Michael Limbert

Rangefound

Why rangefound?

It’s quite simple. I take pictures with a rangefinder camera, where two distinct visual planes (one from the camera’s viewfinder window and one from the rangefinder window) are brought together in the eyepiece to create a single focused image, captured by the click of the shutter and frozen in time as a photographic moment.

And I view this mechanical process reflective of my own internal photographic methodology in that, mentally, two distinct planes – reality and perception – are joined together in rangefinder fashion into a focused union that creates my image; the midpoint meeting of what may exist as so-called “fact” in the world and what my perception is of it (looks like, smells, feels like, etc.) as determined through framing, angle, lens, and time.

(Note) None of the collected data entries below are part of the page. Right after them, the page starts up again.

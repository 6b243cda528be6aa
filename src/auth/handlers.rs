use axum::{extract::State, routing::post, Json, Router};
use tracing::{error, info, instrument};

use crate::{
    auth::{
        claims::IdentityClaims,
        dto::{Credentials, Envelope, TokenResponse},
        middleware::validate_password,
        password::hash_password_async,
    },
    error::ApiError,
    extract::ValidJson,
    state::AppState,
};

pub fn auth_routes() -> Router<AppState> {
    Router::new()
        .route("/signup", post(signup))
        .route("/login", post(login))
}

/// Create a user with an empty job list. A taken email is reported by the
/// store's uniqueness check, not looked up beforehand.
#[instrument(skip(state, body))]
pub async fn signup(
    State(state): State<AppState>,
    ValidJson(body): ValidJson<Envelope<Credentials>>,
) -> Result<&'static str, ApiError> {
    let creds = body.data.normalized()?;

    let hash = hash_password_async(creds.password).await?;
    let user = state.store.create(&creds.email, &hash).await?;

    info!(user_id = %user.id, email = %user.email, "user created");
    Ok("user created")
}

/// Check the password, then sign a token over the email only.
#[instrument(skip(state, body))]
pub async fn login(
    State(state): State<AppState>,
    ValidJson(body): ValidJson<Envelope<Credentials>>,
) -> Result<Json<TokenResponse>, ApiError> {
    let creds = body.data.normalized_for_login()?;
    let user = validate_password(state.store.as_ref(), &creds).await?;

    let token = state
        .jwt
        .issue(&IdentityClaims::new(&user.email))
        .map_err(|e| {
            error!(error = %e, "jwt sign failed");
            ApiError::Internal(e.into())
        })?;

    info!(user_id = %user.id, email = %user.email, "user logged in");
    Ok(Json(TokenResponse { token }))
}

Rangefound in many ways is the photographic result what I have discovered so far, my acquired visual knowledge at the meeting of these two planes; the image accumulation of what I have found on this range of life that has mentally resonated into focus, rangefinder-like, between the hovering worlds of truth and myth, fact and fantasy, reality and perception which ultimately creates its own interpretive veracity.

The photos I have taken in rangefound are not merely visual souvenirs from a journey’s completion, only evidence of where I have been up to a point. And they raise the question: which is truer in the optical mind, the “real world” or my images of it? This is what I must answer and why I continue to photograph.